━━━━━ DATA ━━━━━
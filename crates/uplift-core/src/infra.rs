//! Placeholder resolution against an infrastructure-as-code document.
//!
//! The v2 layout carries a provisioning template whose declared output
//! variables the generated pipeline definition refers to by logical name.
//! Resolution failures are non-fatal: an unresolved name simply drops out of
//! the render context and the artifact degrades gracefully.

use crate::error::Result;
use crate::paths;
use regex::Regex;
use std::collections::HashMap;
use std::path::Path;
use std::sync::OnceLock;

static ASSIGNMENT_RE: OnceLock<Regex> = OnceLock::new();

fn assignment_re() -> &'static Regex {
    // `output name ... = value` or plain `name = value`, quoted or bare.
    ASSIGNMENT_RE.get_or_init(|| {
        Regex::new(r#"(?m)^\s*(?:output\s+)?([A-Za-z_][A-Za-z0-9_]*)[^=\n]*=\s*'?"?([^'"\n]+?)'?"?\s*$"#)
            .unwrap()
    })
}

#[derive(Debug, Default)]
pub struct InfraDocument {
    outputs: HashMap<String, String>,
}

impl InfraDocument {
    /// Scan `text` for output-variable assignments.
    pub fn parse(text: &str) -> Self {
        let mut outputs = HashMap::new();
        for cap in assignment_re().captures_iter(text) {
            outputs.insert(cap[1].to_string(), cap[2].trim().to_string());
        }
        Self { outputs }
    }

    /// Load the project's infra document. A missing document yields an empty
    /// one — every placeholder then resolves to absent.
    pub fn load(root: &Path) -> Result<Self> {
        let path = paths::legacy_infra_path(root);
        if !path.exists() {
            return Ok(Self::default());
        }
        Ok(Self::parse(&std::fs::read_to_string(&path)?))
    }

    pub fn resolve(&self, name: &str) -> Option<&str> {
        self.outputs.get(name).map(String::as_str)
    }
}

// ---------------------------------------------------------------------------
// Tests
// ---------------------------------------------------------------------------
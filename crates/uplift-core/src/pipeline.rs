//! The fixed, ordered migration pipeline.
//!
//! Steps are independent: they share read access to the old settings through
//! [`StepContext`] but never depend on each other's side effects beyond the
//! workspace's accumulated file state. New steps append; old ones are never
//! revisited. Cross-cutting concerns (logging, timing) wrap step execution as
//! an explicit ordered middleware list run by a small interpreter loop.

use crate::context::TemplateContext;
use crate::error::Result;
use crate::infra::InfraDocument;
use crate::paths;
use crate::settings::{GeneratedSettings, OldProjectSettings};
use crate::template;
use crate::workspace::MigrationWorkspace;
use std::time::Instant;

// ---------------------------------------------------------------------------
// StepContext
// ---------------------------------------------------------------------------

/// Shared state threaded through the pipeline — never a process-wide global.
pub struct StepContext {
    pub workspace: MigrationWorkspace,
    old_settings: Option<OldProjectSettings>,
}

impl StepContext {
    pub fn new(workspace: MigrationWorkspace) -> Self {
        Self {
            workspace,
            old_settings: None,
        }
    }

    /// The v2 settings snapshot, loaded on first access and never mutated.
    pub fn old_settings(&mut self) -> Result<&OldProjectSettings> {
        let settings = match self.old_settings.take() {
            Some(s) => s,
            None => OldProjectSettings::load(self.workspace.root())?,
        };
        Ok(self.old_settings.insert(settings))
    }
}

// ---------------------------------------------------------------------------
// MigrationStep
// ---------------------------------------------------------------------------

pub trait MigrationStep {
    fn name(&self) -> &'static str;
    fn run(&self, cx: &mut StepContext) -> Result<()>;
}

/// Snapshot the entire legacy config tree before anything mutates.
pub struct BackupLegacyConfig;

impl MigrationStep for BackupLegacyConfig {
    fn name(&self) -> &'static str {
        "backup-legacy-config"
    }

    fn run(&self, cx: &mut StepContext) -> Result<()> {
        let backed_up = cx.workspace.backup(paths::LEGACY_DIR)?;
        tracing::debug!(backed_up, "legacy config backup");
        Ok(())
    }
}

/// Write the v3 `settings.json`, carrying identity over from the v2 project.
pub struct RegenerateSettings;

impl MigrationStep for RegenerateSettings {
    fn name(&self) -> &'static str {
        "regenerate-settings"
    }

    fn run(&self, cx: &mut StepContext) -> Result<()> {
        let old = cx.old_settings()?.clone();
        let generated = GeneratedSettings::regenerate(&old);
        let json = generated.to_json()?;
        cx.workspace.write_file(paths::SETTINGS_FILE, json.as_bytes())
    }
}

/// Render and write the v3 `app.yml` from the old settings and infra document.
pub struct RegeneratePipelineDefinition;

impl MigrationStep for RegeneratePipelineDefinition {
    fn name(&self) -> &'static str {
        "regenerate-pipeline-definition"
    }

    fn run(&self, cx: &mut StepContext) -> Result<()> {
        let old = cx.old_settings()?.clone();
        let infra = InfraDocument::load(cx.workspace.root())?;
        let render_cx = TemplateContext::assemble(&old, &infra);
        let id = template::select_template(old.host_type, old.programming_language)?;
        let yml = template::render(id, &render_cx)?;
        cx.workspace.write_file(paths::APP_YML_FILE, yml.as_bytes())
    }
}

/// The pipeline, in its one fixed order.
pub fn default_steps() -> Vec<Box<dyn MigrationStep>> {
    vec![
        Box::new(BackupLegacyConfig),
        Box::new(RegenerateSettings),
        Box::new(RegeneratePipelineDefinition),
    ]
}

// ---------------------------------------------------------------------------
// Middleware
// ---------------------------------------------------------------------------

/// One layer wrapped around step execution: call `next` to continue the
/// chain, or short-circuit with an error.
pub type Middleware = fn(&dyn MigrationStep, &mut StepContext, Next<'_>) -> Result<()>;

/// Continuation handed to each middleware.
pub struct Next<'a> {
    rest: &'a [Middleware],
}

impl Next<'_> {
    pub fn call(self, step: &dyn MigrationStep, cx: &mut StepContext) -> Result<()> {
        run_step(self.rest, step, cx)
    }
}

/// Interpreter loop: peel one middleware off the list, or hit the step itself.
pub fn run_step(
    middlewares: &[Middleware],
    step: &dyn MigrationStep,
    cx: &mut StepContext,
) -> Result<()> {
    match middlewares.split_first() {
        Some((mw, rest)) => mw(step, cx, Next { rest }),
        None => step.run(cx),
    }
}

fn log_step(step: &dyn MigrationStep, cx: &mut StepContext, next: Next<'_>) -> Result<()> {
    tracing::info!(step = step.name(), "running migration step");
    let result = next.call(step, cx);
    if let Err(e) = &result {
        tracing::warn!(step = step.name(), error = %e, "migration step failed");
    }
    result
}

fn time_step(step: &dyn MigrationStep, cx: &mut StepContext, next: Next<'_>) -> Result<()> {
    let started = Instant::now();
    let result = next.call(step, cx);
    tracing::debug!(step = step.name(), elapsed_ms = started.elapsed().as_millis() as u64);
    result
}

pub fn default_middleware() -> &'static [Middleware] {
    &[log_step, time_step]
}

// ---------------------------------------------------------------------------
// Tests
// ---------------------------------------------------------------------------
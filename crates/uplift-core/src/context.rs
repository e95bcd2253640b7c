//! Render-context assembly.
//!
//! Templates consume a statically-typed context; building that context from
//! the old settings and the infra document lives here so template changes
//! never touch assembly code and vice versa.

use crate::infra::InfraDocument;
use crate::settings::{Language, OldProjectSettings};

// Plugin names as they appear in v2 `activePlugins`.
pub const PLUGIN_FRONTEND_HOSTING: &str = "frontend-hosting";
pub const PLUGIN_BOT: &str = "bot";
pub const PLUGIN_AAD: &str = "aad";
pub const PLUGIN_FUNCTION: &str = "function";
pub const PLUGIN_SPFX: &str = "spfx";

// Logical output names resolved against the infra document.
pub const OUTPUT_FRONTEND_STORAGE: &str = "frontendHostingStorageResourceId";
pub const OUTPUT_BOT_WEB_APP: &str = "botWebAppResourceId";
pub const OUTPUT_FUNCTION_APP: &str = "functionAppResourceId";

/// Everything a pipeline-definition template may refer to.
///
/// Placeholder fields are `None` when the infra document does not declare the
/// corresponding output; the actions that need them are then emitted without
/// the argument (or not at all) instead of failing the render.
#[derive(Debug, Clone)]
pub struct TemplateContext {
    pub app_name: String,
    pub language: Language,
    pub has_tab: bool,
    pub has_bot: bool,
    pub has_sso: bool,
    pub has_function: bool,
    pub is_spfx: bool,
    pub frontend_storage_resource_id: Option<String>,
    pub bot_web_app_resource_id: Option<String>,
    pub function_app_resource_id: Option<String>,
}

impl TemplateContext {
    /// Derive feature flags from the active plugin set and resolve known
    /// placeholders against the infra document.
    pub fn assemble(old: &OldProjectSettings, infra: &InfraDocument) -> Self {
        Self {
            app_name: old.app_name.clone(),
            language: old.programming_language,
            has_tab: old.has_plugin(PLUGIN_FRONTEND_HOSTING),
            has_bot: old.has_plugin(PLUGIN_BOT),
            has_sso: old.has_plugin(PLUGIN_AAD),
            has_function: old.has_plugin(PLUGIN_FUNCTION),
            is_spfx: old.has_plugin(PLUGIN_SPFX),
            frontend_storage_resource_id: infra
                .resolve(OUTPUT_FRONTEND_STORAGE)
                .map(str::to_string),
            bot_web_app_resource_id: infra.resolve(OUTPUT_BOT_WEB_APP).map(str::to_string),
            function_app_resource_id: infra.resolve(OUTPUT_FUNCTION_APP).map(str::to_string),
        }
    }
}

// ---------------------------------------------------------------------------
// Tests
// ---------------------------------------------------------------------------

#[cfg(test)]
mod tests {
    use super::*;
    use crate::settings::HostType;

    fn old_with_plugins(plugins: &[&str]) -> OldProjectSettings {
        OldProjectSettings {
            app_name: "my-app".into(),
            project_id: None,
            version: Some("2.1.0".into()),
            programming_language: Language::Typescript,
            host_type: HostType::Azure,
            active_plugins: plugins.iter().map(|s| s.to_string()).collect(),
            capabilities: vec![],
        }
    }

    #[test]
    fn flags_follow_plugins() {
        let old = old_with_plugins(&["frontend-hosting", "aad"]);
        let cx = TemplateContext::assemble(&old, &InfraDocument::default());
        assert!(cx.has_tab);
        assert!(cx.has_sso);
        assert!(!cx.has_bot);
        assert!(!cx.has_function);
        assert!(!cx.is_spfx);
    }

    #[test]
    fn placeholders_resolve_from_infra() {
        let old = old_with_plugins(&["frontend-hosting"]);
        let infra = InfraDocument::parse("frontendHostingStorageResourceId = \"/sub/x\"\n");
        let cx = TemplateContext::assemble(&old, &infra);
        assert_eq!(cx.frontend_storage_resource_id.as_deref(), Some("/sub/x"));
        assert_eq!(cx.bot_web_app_resource_id, None);
    }

    #[test]
    fn unresolved_placeholder_is_omitted_not_fatal() {
        let old = old_with_plugins(&["bot"]);
        let cx = TemplateContext::assemble(&old, &InfraDocument::default());
        assert!(cx.has_bot);
        assert_eq!(cx.bot_web_app_resource_id, None);
    }
}
use crate::error::{Result, UpliftError};
use crate::paths;
use std::path::{Path, PathBuf};

/// Project-level exclusive lock.
///
/// Two concurrent migrations of the same root would corrupt each other's
/// backup and ledger, so the coordinator acquires this before any pipeline
/// work and holds it until commit or rollback. Migrations of different roots
/// share no state and need no coordination.
pub struct ProjectLock {
    path: PathBuf,
}

impl ProjectLock {
    pub fn acquire(root: &Path) -> Result<Self> {
        let path = paths::lock_path(root);
        match std::fs::OpenOptions::new()
            .write(true)
            .create_new(true)
            .open(&path)
        {
            Ok(_) => Ok(Self { path }),
            Err(e) if e.kind() == std::io::ErrorKind::AlreadyExists => {
                Err(UpliftError::Locked(root.to_path_buf()))
            }
            Err(e) => Err(e.into()),
        }
    }
}

impl Drop for ProjectLock {
    fn drop(&mut self) {
        if let Err(e) = std::fs::remove_file(&self.path) {
            if e.kind() != std::io::ErrorKind::NotFound {
                tracing::warn!(path = %self.path.display(), error = %e, "failed to release project lock");
            }
        }
    }
}

#[cfg(test)]
mod tests {
    use super::*;
    use tempfile::TempDir;

    #[test]
    fn acquire_is_exclusive() {
        let dir = TempDir::new().unwrap();
        let _held = ProjectLock::acquire(dir.path()).unwrap();
        assert!(matches!(
            ProjectLock::acquire(dir.path()),
            Err(UpliftError::Locked(_))
        ));
    }

    #[test]
    fn lock_released_on_drop() {
        let dir = TempDir::new().unwrap();
        {
            let _held = ProjectLock::acquire(dir.path()).unwrap();
        }
        assert!(ProjectLock::acquire(dir.path()).is_ok());
    }
}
━━━━━
REQUIRED ACTION
Would you please copy exactly the part of the entries above that begins at the line containing "pub fn default_middleware()" and ends at the line containing "that context from", both lines included?

SOLVED EXERCISE
pub fn default_middleware() -> &'static [Middleware] {
    &[log_step, time_step]
}

// ---------------------------------------------------------------------------
// Tests
// ---------------------------------------------------------------------------
filename crates/uplift-core/src/context.rs
repository e95bcd2253640b7c
//! Render-context assembly.
//!
//! Templates consume a statically-typed context; building that context from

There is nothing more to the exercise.